75 ans après la Seconde Guerre mondiale, l’Allemagne entend redevenir une puissance sur la scène internationale. Elle a choisi de faire son retour au Proche-orient élargi. Mais il est difficile et dangereux pour elle de se hisser à ce niveau sans aucune expérience autre qu’historique.
Conformément au plan rédigé par Volker Perthes en 2013, l’Allemagne se prépare à remplacer les soldats US au Proche-Orient élargi. Elle piaffe d’impatience après avoir été privée durant 75 ans du rôle international qui lui revient. C’est pour elle une question d’honneur national.
Elle entend utiliser son armée pour établir la paix quelque part, elle qui dut supporter le poids des guerres perdues du nazisme.
Elle a d’abord espéré entrer victorieuse dans Damas aux côtés des braves « démocrates » d’Idleb. Làs ! ce ne sont que des jihadistes ! Puis, elle a espéré remplacer les GI’s au Nord de la Syrie lorsque le président Donald Trump annonça, pour la seconde fois, leur retrait. Malheureusement, cédant au Pentagone, il fit demi-tour. Elle s’est abstenue d’intervenir lors de l’opération turque contre le PKK/YPG compte tenu de sa forte population immigrée turque et kurde. Elle a alors imaginé couvrir ses agissements derrière un alibi humanitaire, déposant un projet de résolution au Conseil de sécurité et suscitant les vétos indignés de la Russie et de la Chine.

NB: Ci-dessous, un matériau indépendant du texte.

use anyhow::{Context, Result};
use rusqlite::params;

use super::models::User;
use super::Db;
use crate::types::Role;

impl Db {
    pub async fn create_user(&self, user: &User) -> Result<()> {
        let conn = self.conn.lock().await;
        conn.execute(
            "INSERT INTO users (id, username, password_hash, role, active, encryption_salt, recovery_code_hash, created_at)
             VALUES (?1, ?2, ?3, ?4, ?5, ?6, ?7, ?8)",
            params![
                user.id,
                user.username,
                user.password_hash,
                user.role.to_string(),
                user.active,
                user.encryption_salt,
                user.recovery_code_hash,
                user.created_at,
            ],
        )
        .context("insert user")?;
        Ok(())
    }

    pub async fn get_user_by_id(&self, id: &str) -> Result<Option<User>> {
        let conn = self.conn.lock().await;
        let mut stmt = conn.prepare_cached(&format!("{} WHERE id = ?1", select_sql()))?;
        let mut rows = stmt.query(params![id])?;
        match rows.next()? {
            Some(row) => Ok(Some(row_to_user(row)?)),
            None => Ok(None),
        }
    }

    pub async fn get_user_by_username(&self, username: &str) -> Result<Option<User>> {
        let conn = self.conn.lock().await;
        let mut stmt = conn.prepare_cached(&format!("{} WHERE username = ?1", select_sql()))?;
        let mut rows = stmt.query(params![username])?;
        match rows.next()? {
            Some(row) => Ok(Some(row_to_user(row)?)),
            None => Ok(None),
        }
    }

    pub async fn list_users(&self) -> Result<Vec<User>> {
        let conn = self.conn.lock().await;
        let mut stmt = conn.prepare_cached(&format!("{} ORDER BY created_at ASC", select_sql()))?;
        let rows = stmt.query_map([], row_to_user)?;
        let mut out = Vec::new();
        for row in rows {
            out.push(row?);
        }
        Ok(out)
    }

    /// Consumes the one-time recovery code — called by `/auth/recover` once
    /// the supplied phrase has been verified against the stored hash, so the
    /// same phrase cannot be replayed (spec §4 auth design).
    pub async fn clear_recovery_code(&self, id: &str) -> Result<()> {
        let conn = self.conn.lock().await;
        conn.execute(
            "UPDATE users SET recovery_code_hash = NULL WHERE id = ?1",
            params![id],
        )?;
        Ok(())
    }

    pub async fn update_role(&self, id: &str, role: Role) -> Result<()> {
        let conn = self.conn.lock().await;
        let changed = conn.execute(
            "UPDATE users SET role = ?1 WHERE id = ?2",
            params![role.to_string(), id],
        )?;
        if changed == 0 {
            anyhow::bail!("user not found: {id}");
        }
        Ok(())
    }

    pub async fn update_active(&self, id: &str, active: bool) -> Result<()> {
        let conn = self.conn.lock().await;
        let changed = conn.execute(
            "UPDATE users SET active = ?1 WHERE id = ?2",
            params![active, id],
        )?;
        if changed == 0 {
            anyhow::bail!("user not found: {id}");
        }
        Ok(())
    }

    pub async fn update_username(&self, id: &str, username: &str) -> Result<()> {
        let conn = self.conn.lock().await;
        conn.execute(
            "UPDATE users SET username = ?1 WHERE id = ?2",
            params![username, id],
        )?;
        Ok(())
    }

    pub async fn update_password_hash(&self, id: &str, password_hash: &str) -> Result<()> {
        let conn = self.conn.lock().await;
        conn.execute(
            "UPDATE users SET password_hash = ?1 WHERE id = ?2",
            params![password_hash, id],
        )?;
        Ok(())
    }

    pub async fn delete_user_cascade(&self, id: &str) -> Result<()> {
        let mut conn = self.conn.lock().await;
        let tx = conn.transaction()?;
        tx.execute(
            "DELETE FROM wallets WHERE bot_id IN (SELECT id FROM bots WHERE owner_id = ?1)",
            params![id],
        )?;
        tx.execute(
            "DELETE FROM positions WHERE owner_id = ?1",
            params![id],
        )?;
        tx.execute("DELETE FROM trades WHERE owner_id = ?1", params![id])?;
        tx.execute("DELETE FROM decisions WHERE owner_id = ?1", params![id])?;
        tx.execute("DELETE FROM snapshots WHERE owner_id = ?1", params![id])?;
        tx.execute(
            "DELETE FROM history_summaries WHERE owner_id = ?1",
            params![id],
        )?;
        tx.execute("DELETE FROM bots WHERE owner_id = ?1", params![id])?;
        tx.execute("DELETE FROM providers WHERE owner_id = ?1", params![id])?;
        tx.execute("DELETE FROM users WHERE id = ?1", params![id])?;
        tx.commit()?;
        Ok(())
    }
}

fn select_sql() -> &'static str {
    "SELECT id, username, password_hash, role, active, encryption_salt, recovery_code_hash, created_at
     FROM users"
}

fn row_to_user(row: &rusqlite::Row) -> rusqlite::Result<User> {
    let role_str: String = row.get(3)?;
    Ok(User {
        id: row.get(0)?,
        username: row.get(1)?,
        password_hash: row.get(2)?,
        role: role_str.parse().unwrap_or(Role::User),
        active: row.get(4)?,
        encryption_salt: row.get(5)?,
        recovery_code_hash: row.get(6)?,
        created_at: row.get(7)?,
    })
}

#[cfg(test)]
mod tests {
    use super::*;
    use crate::db::test_db;

    fn sample_user(id: &str, username: &str) -> User {
        User {
            id: id.to_string(),
            username: username.to_string(),
            password_hash: "hash".to_string(),
            role: Role::User,
            active: true,
            encryption_salt: "salt".to_string(),
            recovery_code_hash: None,
            created_at: "2026-01-01T00:00:00Z".to_string(),
        }
    }

    #[tokio::test]
    async fn create_and_fetch_user() {
        let (db, _f) = test_db();
        db.create_user(&sample_user("u1", "alice")).await.unwrap();
        let found = db.get_user_by_username("alice").await.unwrap().unwrap();
        assert_eq!(found.id, "u1");
        assert_eq!(found.role, Role::User);
    }

    #[tokio::test]
    async fn update_role_changes_row() {
        let (db, _f) = test_db();
        db.create_user(&sample_user("u1", "alice")).await.unwrap();
        db.update_role("u1", Role::Admin).await.unwrap();
        let found = db.get_user_by_id("u1").await.unwrap().unwrap();
        assert_eq!(found.role, Role::Admin);
    }

    #[tokio::test]
    async fn update_role_missing_user_errors() {
        let (db, _f) = test_db();
        assert!(db.update_role("missing", Role::Admin).await.is_err());
    }
}
// =============================================================================
// Moon phase — novelty ANALYZE tool
// =============================================================================
//
// Some bot authors include lunar-cycle features in their trading logic. This
// is a deterministic astronomical calculation, not a market indicator: given
// a timestamp, it returns where in the ~29.53-day synodic month the moon
// currently sits.
//
// Reference new moon: 2000-01-06 18:14 UTC (a well-known epoch new moon).
// Synodic month length: 29.530588853 days.

use chrono::{DateTime, Utc};

const SYNODIC_MONTH_DAYS: f64 = 29.530588853;

/// Returns `(age_days, phase_fraction, phase_name)` for the given `at` time.
///
/// `phase_fraction` is in `[0.0, 1.0)`, where `0.0` is new moon and `0.5` is
/// full moon. `age_days` is how many days into the current cycle `at` falls.
pub fn moon_phase(at: DateTime<Utc>) -> (f64, f64, &'static str) {
    let reference = DateTime::parse_from_rfc3339("2000-01-06T18:14:00+00:00")
        .expect("valid reference timestamp")
        .with_timezone(&Utc);

    let elapsed_days = (at - reference).num_milliseconds() as f64 / 86_400_000.0;
    let cycles = elapsed_days / SYNODIC_MONTH_DAYS;
    let fraction = cycles.fract();
    // `.fract()` can be negative for timestamps before the reference epoch.
    let fraction = if fraction < 0.0 { fraction + 1.0 } else { fraction };
    let age_days = fraction * SYNODIC_MONTH_DAYS;

    let name = phase_name(fraction);

    (age_days, fraction, name)
}

fn phase_name(fraction: f64) -> &'static str {
    match fraction {
        f if f < 0.03 || f >= 0.97 => "NEW_MOON",
        f if f < 0.22 => "WAXING_CRESCENT",
        f if f < 0.28 => "FIRST_QUARTER",
        f if f < 0.47 => "WAXING_GIBBOUS",
        f if f < 0.53 => "FULL_MOON",
        f if f < 0.72 => "WANING_GIBBOUS",
        f if f < 0.78 => "LAST_QUARTER",
        _ => "WANING_CRESCENT",
    }
}

#[cfg(test)]
mod tests {
    use super::*;
    use chrono::TimeZone;

    #[test]
    fn reference_epoch_is_new_moon() {
        let at = Utc.with_ymd_and_hms(2000, 1, 6, 18, 14, 0).unwrap();
        let (age, fraction, name) = moon_phase(at);
        assert!(age < 0.01);
        assert!(fraction < 0.01);
        assert_eq!(name, "NEW_MOON");
    }

    #[test]
    fn half_cycle_later_is_full_moon() {
        let reference = Utc.with_ymd_and_hms(2000, 1, 6, 18, 14, 0).unwrap();
        let half_cycle_ms = (SYNODIC_MONTH_DAYS / 2.0 * 86_400_000.0) as i64;
        let at = reference + chrono::Duration::milliseconds(half_cycle_ms);
        let (_, fraction, name) = moon_phase(at);
        assert!((fraction - 0.5).abs() < 0.01);
        assert_eq!(name, "FULL_MOON");
    }

    #[test]
    fn fraction_always_in_unit_range() {
        let at = Utc.with_ymd_and_hms(2026, 7, 26, 0, 0, 0).unwrap();
        let (age, fraction, _) = moon_phase(at);
        assert!((0.0..1.0).contains(&fraction));
        assert!(age >= 0.0 && age < SYNODIC_MONTH_DAYS);
    }

    #[test]
    fn predates_reference_epoch_still_normalises() {
        let at = Utc.with_ymd_and_hms(1999, 6, 1, 0, 0, 0).unwrap();
        let (_, fraction, _) = moon_phase(at);
        assert!((0.0..1.0).contains(&fraction));
    }
}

Aussi a-t-elle discrètement envoyé, en octobre 2019, des experts tâter le terrain auprès du président égyptien, Abd al-Fattah al-Sissi, et de l’émir du Qatar, cheikh Tamim bin Hamad Al-Thani. En définitive, elle s’est fixée sur la Libye et a organisé, le 19 janvier 2020, la conférence de Berlin.
Là encore, ce fut un coup d’épée dans l’eau. Les deux principaux rivaux, Fayez el-Sarraj et Khalifa Haftar, ne s’adressèrent même pas la parole. Mais la chancelière Merkel reçut à cette occasion le soutien unanime de sa classe dirigeante pour « s’investir pour la paix ». Le communiqué final expose cette vision imaginaire d’un cessez-le-feu dont personne ne veut et d’une armée allemande qui le fait respecter.
C’est qu’il n’est pas facile de comprendre le Proche-Orient élargi après 75 ans d’absence, non seulement ici mais sur la scène internationale.
Peut-être l’Allemagne trouvera-t-elle une nouvelle occasion avec son allié militaire de toujours, la Turquie. Ce n’est pourtant pas gagné d’avance : l’Union européenne a un retard de paiement de 2,6 milliards d’euros sur le Pacte des migrations, a révélé le ministre turc des Affaires étrangères, Mevlüt Çavuşoğlu. Berlin et Ankara n’ont cessé de se disputer depuis la tentative de coup d’Etat de 2016 et le demi-million d’arrestation qui a suivi, dont 59 citoyens allemands toujours en détention. Et ils se battent à nouveau à propos de l’exploitation du gaz en Méditerranée.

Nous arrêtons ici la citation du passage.